▶ What is required
For each line in the data below that has the word "Whether", copy that line.

▶ Material for this exercise
========================================

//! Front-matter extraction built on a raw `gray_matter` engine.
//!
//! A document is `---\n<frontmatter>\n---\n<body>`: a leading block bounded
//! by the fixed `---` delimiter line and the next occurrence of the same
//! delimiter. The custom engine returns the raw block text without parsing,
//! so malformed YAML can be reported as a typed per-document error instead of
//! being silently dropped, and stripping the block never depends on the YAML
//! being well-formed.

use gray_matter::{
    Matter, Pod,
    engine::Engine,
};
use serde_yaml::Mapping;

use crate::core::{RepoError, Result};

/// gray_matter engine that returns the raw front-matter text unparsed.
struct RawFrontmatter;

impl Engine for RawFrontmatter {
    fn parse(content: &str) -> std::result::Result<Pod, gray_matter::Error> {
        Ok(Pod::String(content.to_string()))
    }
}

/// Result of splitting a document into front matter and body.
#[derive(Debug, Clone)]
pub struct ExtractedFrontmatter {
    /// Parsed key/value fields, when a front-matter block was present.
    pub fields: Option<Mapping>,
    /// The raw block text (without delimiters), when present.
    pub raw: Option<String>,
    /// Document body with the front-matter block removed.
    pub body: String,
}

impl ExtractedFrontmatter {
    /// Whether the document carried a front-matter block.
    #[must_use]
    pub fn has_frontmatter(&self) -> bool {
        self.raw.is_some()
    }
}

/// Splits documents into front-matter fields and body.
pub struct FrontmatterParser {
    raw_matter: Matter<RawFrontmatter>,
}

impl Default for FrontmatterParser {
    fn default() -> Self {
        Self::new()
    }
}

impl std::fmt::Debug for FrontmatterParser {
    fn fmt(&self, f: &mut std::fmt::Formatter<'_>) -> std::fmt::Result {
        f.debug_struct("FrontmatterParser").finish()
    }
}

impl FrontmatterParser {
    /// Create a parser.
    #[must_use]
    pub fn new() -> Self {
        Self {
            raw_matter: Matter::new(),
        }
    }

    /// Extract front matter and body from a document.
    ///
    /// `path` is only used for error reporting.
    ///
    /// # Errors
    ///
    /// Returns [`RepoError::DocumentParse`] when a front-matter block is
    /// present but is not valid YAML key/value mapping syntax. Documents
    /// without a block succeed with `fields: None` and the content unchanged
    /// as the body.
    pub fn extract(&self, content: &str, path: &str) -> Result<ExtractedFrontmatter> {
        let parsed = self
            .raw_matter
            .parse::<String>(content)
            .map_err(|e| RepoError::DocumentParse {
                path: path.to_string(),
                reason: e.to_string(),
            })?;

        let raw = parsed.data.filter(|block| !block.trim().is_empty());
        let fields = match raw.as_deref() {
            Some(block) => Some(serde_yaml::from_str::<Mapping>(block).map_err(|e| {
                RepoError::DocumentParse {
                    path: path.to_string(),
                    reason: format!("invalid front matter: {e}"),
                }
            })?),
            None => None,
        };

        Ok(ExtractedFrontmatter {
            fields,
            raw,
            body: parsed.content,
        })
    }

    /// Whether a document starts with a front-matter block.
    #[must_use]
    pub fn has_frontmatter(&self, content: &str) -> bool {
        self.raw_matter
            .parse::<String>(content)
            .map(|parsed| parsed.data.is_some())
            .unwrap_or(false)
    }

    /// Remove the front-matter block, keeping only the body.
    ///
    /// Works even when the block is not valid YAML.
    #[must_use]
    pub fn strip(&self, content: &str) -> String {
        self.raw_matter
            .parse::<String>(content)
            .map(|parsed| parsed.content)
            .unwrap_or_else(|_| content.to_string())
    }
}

========================================

▶ Reply
    /// Whether the document carried a front-matter block.
    /// Whether a document starts with a front-matter block.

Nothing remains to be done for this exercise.